Com 63% de chances de ser “muito forte”, fenômeno deve impactar o setor elétrico; resultados nas tarifas de energia vêm em 2027
Os impactos do El Niño sobre as tarifas de energia pagas pelos brasileiros podem ser sentidos em 2027, caso as projeções para o 2º semestre de 2026 se confirmem. O motivo é o efeito do fenômeno sobre as hidrelétricas, cujas reservas de energia acumuladas nos últimos 2 anos podem ser consumidas mais rapidamente.

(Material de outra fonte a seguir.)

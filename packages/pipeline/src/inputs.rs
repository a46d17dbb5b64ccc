//! Input loading shared by the commands.

use std::collections::{BTreeMap, BTreeSet};

use plot_gfa_config::RunConfig;
use plot_gfa_ingest::{load_layer, load_plots, load_road_network, read_table};
use plot_gfa_overlay::{ShapeSettings, neighbour_links, residential_properties, road_properties};
use plot_gfa_regulation::{normalize_area_table, normalize_type_table};
use plot_gfa_zoning_models::{
    AreaRegulationRecord, LayerId, LayerTheme, Plot, PlotId, QualityReport, RegulationZoneLayer,
    ResidentialProperties, RoadProperties, RoadSegment, TypeRegulationRecord,
};

use crate::PipelineError;

/// Every plot, sorted by id.
///
/// # Errors
///
/// Returns [`PipelineError::Ingest`] if the plot file cannot be loaded.
pub fn plots(config: &RunConfig, report: &mut QualityReport) -> Result<Vec<Plot>, PipelineError> {
    Ok(load_plots(&config.paths.plots, &config.plots, report)?)
}

/// Every configured layer, in configuration order.
///
/// # Errors
///
/// Returns [`PipelineError::Ingest`] if a layer file cannot be loaded.
pub fn layers(
    config: &RunConfig,
    report: &mut QualityReport,
) -> Result<Vec<RegulationZoneLayer>, PipelineError> {
    config
        .layers
        .iter()
        .map(|layer| load_layer(layer, report).map_err(PipelineError::from))
        .collect()
}

/// The scenario's alternate layer, loaded under the name of the layer it
/// replaces.
///
/// # Errors
///
/// Returns [`PipelineError::NoScenario`] without a `[scenario]` section,
/// or [`PipelineError::Ingest`] if the alternate file cannot be loaded.
pub fn alternate_layer(
    config: &RunConfig,
    report: &mut QualityReport,
) -> Result<RegulationZoneLayer, PipelineError> {
    let scenario = config.scenario.as_ref().ok_or(PipelineError::NoScenario)?;
    let baseline = config
        .layer(&scenario.layer)
        .ok_or(PipelineError::NoScenario)?;

    let mut alternate = baseline.clone();
    alternate.path.clone_from(&scenario.path);
    if let Some(field) = &scenario.zone_id_field {
        alternate.zone_id_field.clone_from(field);
    }

    log::info!(
        "Loading alternate '{}' layer from {}",
        alternate.name,
        alternate.path.display()
    );
    Ok(load_layer(&alternate, report)?)
}

/// Normalized area-based regulation records.
///
/// # Errors
///
/// Returns [`PipelineError`] if the table cannot be read or lacks its key
/// columns.
pub fn area_records(
    config: &RunConfig,
    report: &mut QualityReport,
) -> Result<Vec<AreaRegulationRecord>, PipelineError> {
    let table = read_table(&config.paths.area_regulations)?;
    Ok(normalize_area_table(&table, report)?)
}

/// Normalized type-based regulation records.
///
/// # Errors
///
/// Returns [`PipelineError`] if the table cannot be read or lacks its key
/// columns.
pub fn type_records(
    config: &RunConfig,
    report: &mut QualityReport,
) -> Result<Vec<TypeRegulationRecord>, PipelineError> {
    let table = read_table(&config.paths.type_regulations)?;
    Ok(normalize_type_table(&table, report)?)
}

/// Theme of every configured layer.
#[must_use]
pub fn themes(config: &RunConfig) -> BTreeMap<LayerId, LayerTheme> {
    config
        .layers
        .iter()
        .map(|layer| (LayerId::new(layer.name.as_str()), layer.theme))
        .collect()
}

/// Road network centrelines, or none when no road network is configured.
///
/// # Errors
///
/// Returns [`PipelineError::Ingest`] if the road network cannot be loaded.
pub fn road_network(
    config: &RunConfig,
    report: &mut QualityReport,
) -> Result<Vec<RoadSegment>, PipelineError> {
    match &config.paths.road_network {
        Some(path) => Ok(load_road_network(
            path,
            &config.enrichment.road_type_field,
            report,
        )?),
        None => {
            log::info!("No road network configured; road plots get no road type");
            Ok(Vec::new())
        }
    }
}

/// Plot relations and shape properties derived from the plots alone (and
/// the road network, when configured).
#[derive(Debug, Clone)]
pub struct PlotProperties {
    /// Neighbour pairs.
    pub links: Vec<(PlotId, PlotId)>,
    /// Fringe, corner, width and depth of residential plots.
    pub residential: Vec<ResidentialProperties>,
    /// Road type and category of road plots.
    pub roads: Vec<RoadProperties>,
}

impl PlotProperties {
    /// Road plots whose road type is one of the configured major types.
    #[must_use]
    pub fn major_roads(&self, config: &RunConfig) -> BTreeSet<PlotId> {
        let major = &config.enrichment.major_road_types;
        self.roads
            .iter()
            .filter(|road| road.road_type.as_ref().is_some_and(|t| major.contains(t)))
            .map(|road| road.plot.clone())
            .collect()
    }
}

/// Derives [`PlotProperties`] of `plots`.
///
/// # Errors
///
/// Returns [`PipelineError::Ingest`] if the road network cannot be loaded.
pub fn plot_properties(
    config: &RunConfig,
    plots: &[Plot],
    report: &mut QualityReport,
) -> Result<PlotProperties, PipelineError> {
    let enrichment = &config.enrichment;
    let links = neighbour_links(plots, enrichment.neighbour_distance);
    log::info!("Found {} neighbour pairs among {} plots", links.len(), plots.len());

    let mut residential_plots = Vec::new();
    let mut road_plots = Vec::new();
    for plot in plots {
        match plot.attributes.zone_type.as_deref() {
            Some(zone) if config.gfa.residential_zones.iter().any(|z| z == zone) => {
                residential_plots.push(plot);
            }
            Some(zone) if zone == enrichment.road_zone => road_plots.push(plot),
            _ => {}
        }
    }

    let settings = ShapeSettings {
        closing_distance: enrichment.fringe_closing_distance,
        hole_area: enrichment.fringe_hole_area,
        fringe_margin: enrichment.fringe_margin,
        edge_buffer: enrichment.edge_buffer,
        corner_overlap_ratio: enrichment.corner_overlap_ratio,
    };
    let residential = residential_properties(&residential_plots, &road_plots, &settings);

    let segments = road_network(config, report)?;
    let roads = if segments.is_empty() {
        Vec::new()
    } else {
        road_properties(&road_plots, &segments, enrichment.road_buffer)
    };

    Ok(PlotProperties {
        links,
        residential,
        roads,
    })
}
#[cfg(test)]
mod tests {
    use std::path::{Path, PathBuf};

    use plot_gfa_overlay::NullProgress;
    use plot_gfa_zoning_models::GfaStatus;

    use super::*;

    fn square(x0: f64, x1: f64) -> String {
        format!("[[[{x0},0],[{x1},0],[{x1},100],[{x0},100],[{x0},0]]]")
    }

    fn write(dir: &Path, name: &str, contents: &str) -> PathBuf {
        let path = dir.join(name);
        std::fs::write(&path, contents).unwrap();
        path
    }

    fn fixture(name: &str) -> (PathBuf, RunConfig) {
        let dir = std::env::temp_dir().join(format!(
            "plot_gfa_pipeline_{name}_{}",
            std::process::id()
        ));
        let _ = std::fs::remove_dir_all(&dir);
        std::fs::create_dir_all(&dir).unwrap();

        let plots = write(
            &dir,
            "plots.geojson",
            &format!(
                r#"{{"type": "FeatureCollection", "features": [
                  {{"type": "Feature",
                    "properties": {{"plot_id": "p1", "zone": "RESIDENTIAL", "use_type": "Flat", "gpr": 2.8}},
                    "geometry": {{"type": "Polygon", "coordinates": {}}}}},
                  {{"type": "Feature",
                    "properties": {{"plot_id": "p2", "zone": "COMMERCIAL"}},
                    "geometry": {{"type": "Polygon", "coordinates": {}}}}}
                ]}}"#,
                square(0.0, 100.0),
                square(101.0, 151.0)
            ),
        );
        let zone = |id: &str| {
            format!(
                r#"{{"type": "FeatureCollection", "features": [
                  {{"type": "Feature", "properties": {{"zone_id": "{id}"}},
                    "geometry": {{"type": "Polygon", "coordinates": {}}}}}
                ]}}"#,
                square(-10.0, 300.0)
            )
        };
        let height = write(&dir, "height.geojson", &zone("h1"));
        let relaxed = write(&dir, "height_relaxed.geojson", &zone("h2"));
        let area = write(
            &dir,
            "area.csv",
            "Layer,Zone,Max Storeys,Site Coverage\nheight,h1,10,50%\nheight,h2,20,50%\n",
        );
        let types = write(&dir, "types.csv", "Use Type,Storeys,Floor Area\nFlat,1-10,2000\n");
        let output = dir.join("out");

        let toml = format!(
            r#"
            [paths]
            plots = "{}"
            area_regulations = "{}"
            type_regulations = "{}"
            output_dir = "{}"

            [[layers]]
            name = "height"
            theme = "height_control"
            path = "{}"

            [scenario]
            layer = "height"
            path = "{}"
            "#,
            plots.display(),
            area.display(),
            types.display(),
            output.display(),
            height.display(),
            relaxed.display()
        );

        (output, RunConfig::parse(&toml).unwrap())
    }

    fn offline() -> RunOptions {
        RunOptions { upload: false }
    }

    fn gfa_of(results: &[plot_gfa_zoning_models::AllowableGfaResult], plot: &str) -> f64 {
        results
            .iter()
            .find(|r| r.plot.as_str() == plot)
            .and_then(|r| r.allowable_gfa)
            .unwrap()
    }

    #[tokio::test]
    async fn baseline_and_scenario_estimates() {
        let (out, config) = fixture("estimate");

        let summary = estimate_gfa(&config, offline(), false, &NullProgress)
            .await
            .unwrap();
        assert_eq!(summary.command, Command::EstimateGfa);
        assert!(summary.quads > 0);
        assert_eq!(summary.uploaded, 0);

        let baseline = read_gfa_results(&out.join(GFA_RESULTS)).unwrap();
        assert_eq!(baseline.len(), 2);
        // p1: min(2.8 * 10000, 0.5 * 10 * 10000) = 28000 vs 10 * 2000 = 20000
        assert!((gfa_of(&baseline, "p1") - 20_000.0).abs() < 1e-6);
        assert!(baseline.iter().all(|r| r.status == GfaStatus::Ok));
        // p2: 0.5 * 10 * 5000
        assert!((gfa_of(&baseline, "p2") - 25_000.0).abs() < 1e-6);

        estimate_gfa(&config, offline(), true, &NullProgress)
            .await
            .unwrap();
        let scenario = read_gfa_results(&out.join(GFA_RESULTS_SCENARIO)).unwrap();
        assert!((gfa_of(&scenario, "p1") - 20_000.0).abs() < 1e-6);
        assert!((gfa_of(&scenario, "p2") - 50_000.0).abs() < 1e-6);

        assert!(out.join("output_estimate_gfa.nq").exists());
        assert!(out.join("output_estimate_gfa_scenario.nq").exists());
        assert!(out.join("estimate_gfa_quality_report.csv").exists());

        let summary = report(&config, &NullProgress).unwrap();
        assert_eq!(summary.quads, 0);
        let difference = std::fs::read_to_string(out.join(SCENARIO_DIFFERENCE)).unwrap();
        assert!(difference.contains("total_gfa_gain_m2,25000"));
        assert!(difference.contains("affected_plots,1"));
        assert!(out.join(REGULATION_OVERVIEW).exists());
        assert!(out.join(GFA_OVERVIEW).exists());
    }

    #[tokio::test]
    async fn publishing_commands_write_identical_quads_on_rerun() {
        let (out, config) = fixture("rerun");

        for _ in 0..2 {
            instantiate_area_regulations(&config, offline(), &NullProgress)
                .await
                .unwrap();
        }
        let area = std::fs::read_to_string(out.join("output_instantiate_area_regulations.nq"))
            .unwrap();
        assert!(area.contains("appliesTo"));

        let first = instantiate_type_regulations(&config, offline(), &NullProgress)
            .await
            .unwrap();
        let type_quads =
            std::fs::read_to_string(out.join("output_instantiate_type_regulations.nq")).unwrap();
        let second = instantiate_type_regulations(&config, offline(), &NullProgress)
            .await
            .unwrap();
        assert_eq!(first, second);
        assert_eq!(
            type_quads,
            std::fs::read_to_string(out.join("output_instantiate_type_regulations.nq")).unwrap()
        );

        let enriched = enrich_plots(&config, offline()).await.unwrap();
        assert!(enriched.quads > 0);
        let enrichment = std::fs::read_to_string(out.join("output_enrich_plots.nq")).unwrap();
        // The plots are 1 m apart, within the default neighbour distance.
        assert!(enrichment.contains("hasNeighbour"));
        // p1 is the only residential plot, so it lies on its area's edge.
        assert!(enrichment.contains("isAtResidentialFringe"));
        assert!(!enrichment.contains("hasRoadCategory"));

        let init = init_namespaces(&config, offline()).await.unwrap();
        assert_eq!(init.quads, 0);
    }

    #[tokio::test]
    async fn institution_next_to_dense_housing_takes_context_ratio() {
        let (out, config) = fixture("context");
        let plots = std::fs::read_to_string(&config.paths.plots).unwrap();
        std::fs::write(
            &config.paths.plots,
            plots.replace("COMMERCIAL", "PLACE OF WORSHIP"),
        )
        .unwrap();

        estimate_gfa(&config, offline(), false, &NullProgress)
            .await
            .unwrap();
        let baseline = read_gfa_results(&out.join(GFA_RESULTS)).unwrap();
        // p2 borrows ratio 1.4 from its denser neighbour p1: 1.4 * 5000
        assert!(gfa_of(&baseline, "p2") <= 7_000.0 + 1e-6);
        assert!((gfa_of(&baseline, "p1") - 20_000.0).abs() < 1e-6);

        let quads = std::fs::read_to_string(out.join("output_estimate_gfa.nq")).unwrap();
        assert!(quads.contains("hasContextBasis"));
        assert!(quads.contains("\"surroundings\""));
    }

    #[tokio::test]
    async fn scenario_without_section_fails() {
        let (_, mut config) = fixture("no_scenario");
        config.scenario = None;
        assert!(matches!(
            estimate_gfa(&config, offline(), true, &NullProgress).await,
            Err(PipelineError::NoScenario)
        ));
    }
}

As projeções foram relatadas por meteorologistas ouvidos pelo jornal O Globo.
De acordo com a NOAA (Administração Nacional Oceânica e Atmosférica dos Estados Unidos, na sigla em inglês), há 63% de probabilidade de o fenômeno atingir a categoria “muito forte” entre novembro de 2026 e janeiro de 2027. Se a projeção se confirmar, o evento poderá figurar entre os mais intensos desde 1950, o que aumenta o alerta sobre o consumo das reservas hídricas das usinas brasileiras.
A possibilidade de reajuste nas tarifas está ligada ao eventual acionamento das termelétricas. Essas usinas têm custo de operação superior ao das hidrelétricas e, quando acionadas em larga escala, levam à ativação das bandeiras tarifárias (amarela ou vermelha), com repasse direto ao consumidor.
No entanto, o Brasil tem uma situação energética confortável neste momento. Os reservatórios do Nordeste registram entre 95% e 100% da capacidade. No Sudeste e no Centro-Oeste, que concentram cerca de 70% do armazenamento do país, os níveis também seguem estáveis.
Para o meteorologista Alexandre Nascimento, sócio-diretor da consultoria Nottus, as reservas devem ser consumidas. “O grande problema fica para 2027”, afirmou.
O coordenador do Gesel (Grupo de Estudos do Setor Elétrico) da UFRJ (Universidade Federal do Rio de Janeiro), Nivalde de Castro, tem avaliação semelhante. “O preço da energia vai subir”, disse.
“Quando os reservatórios estão com níveis baixos, temos que acionar as termelétricas. Como custam mais caro, as bandeiras tarifárias são ajustadas. Mas o que me preocupa mesmo é o impacto inflacionário”, declarou Castro.
Apesar da maior participação das fontes solar e eólica na matriz elétrica, a intermitência dessas energias limita sua capacidade de substituir integralmente as hidrelétricas em períodos de pico de demanda.
Além do impacto tarifário, o fenômeno traz riscos estruturais. Tempestades severas no Sudeste e no Centro-Oeste podem danificar redes de distribuição. Já em 2027, uma estiagem prolongada pode elevar o risco de queimadas sob grandes linhas de transmissão, o que pode resultar em desligamentos e danos à infraestrutura.